(Beginning of Material to process)

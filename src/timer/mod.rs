mod clock;
mod options;
mod overrun;
mod status;
mod tick_timer;
mod ticks;

pub use clock::{now, Timestamp};
pub use options::{TimerOptions, WALL_CLOCK_ENV};
pub use overrun::{busy_wait_overruns, OverrunAverage};
pub use status::{status_name, TimerStatus, STATUS_NAMES};
pub use tick_timer::{Timer, DEFAULT_NAME};
pub use ticks::{read_ticks, read_ticks_ordered};

/// Time a block: start, run it, stop, report. Evaluates to the block's value.
///
/// ```
/// let mut buf = Vec::new();
/// let mut timer = tick_timer::Timer::with_sink("sum", &mut buf);
/// let total = tick_timer::profile!(timer, "SUM-START", "SUM-STOP", {
///     (1..=100u64).sum::<u64>()
/// });
/// assert_eq!(total, 5050);
/// ```
#[macro_export]
macro_rules! profile {
    ($timer:expr, $start:expr, $stop:expr, $body:block) => {{
        $timer.start($start);
        let result = $body;
        $timer.stop($stop).report();
        result
    }};
}
//! Hardware cycle counter reads.
//!
//! | Target   | `read_ticks`   | `read_ticks_ordered`   |
//! |----------|----------------|------------------------|
//! | x86_64   | `rdtsc`        | `rdtscp`               |
//! | aarch64  | `cntvct_el0`   | `isb` + `cntvct_el0`   |
//! | other    | ns since anchor | ns since anchor       |
//!
//! Ticks are not a fixed time unit. They only make sense as a delta on the
//! same core.

/// Read the cycle counter.
#[inline]
pub fn read_ticks() -> u64 {
    #[cfg(target_arch = "x86_64")]
    {
        // SAFETY: rdtsc has no preconditions on x86_64.
        unsafe { core::arch::x86_64::_rdtsc() }
    }

    #[cfg(target_arch = "aarch64")]
    {
        let ticks: u64;
        // SAFETY: cntvct_el0 is readable from EL0 on every supported OS.
        unsafe {
            core::arch::asm!("mrs {}, cntvct_el0", out(reg) ticks, options(nomem, nostack));
        }
        ticks
    }

    #[cfg(not(any(target_arch = "x86_64", target_arch = "aarch64")))]
    {
        fallback::read()
    }
}

/// Read the cycle counter after all earlier instructions have retired.
///
/// Slower than [`read_ticks`], but it cannot be hoisted above the code being
/// measured.
#[inline]
pub fn read_ticks_ordered() -> u64 {
    #[cfg(target_arch = "x86_64")]
    {
        let mut aux = 0u32;
        // SAFETY: rdtscp is available on every x86_64 CPU made since 2006.
        unsafe { core::arch::x86_64::__rdtscp(&mut aux) }
    }

    #[cfg(target_arch = "aarch64")]
    {
        let ticks: u64;
        // SAFETY: see read_ticks.
        unsafe {
            core::arch::asm!("isb", "mrs {}, cntvct_el0", out(reg) ticks, options(nostack));
        }
        ticks
    }

    #[cfg(not(any(target_arch = "x86_64", target_arch = "aarch64")))]
    {
        fallback::read()
    }
}

#[cfg(not(any(target_arch = "x86_64", target_arch = "aarch64")))]
mod fallback {
    use std::sync::OnceLock;
    use std::time::Instant;

    static ANCHOR: OnceLock<Instant> = OnceLock::new();

    pub fn read() -> u64 {
        let anchor = ANCHOR.get_or_init(Instant::now);
        anchor.elapsed().as_nanos() as u64
    }
}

(End of Material to process)

Show, from the records above, every line that includes "core".

//! same core.
        unsafe { core::arch::x86_64::_rdtsc() }
            core::arch::asm!("mrs {}, cntvct_el0", out(reg) ticks, options(nomem, nostack));
        unsafe { core::arch::x86_64::__rdtscp(&mut aux) }
            core::arch::asm!("isb", "mrs {}, cntvct_el0", out(reg) ticks, options(nostack));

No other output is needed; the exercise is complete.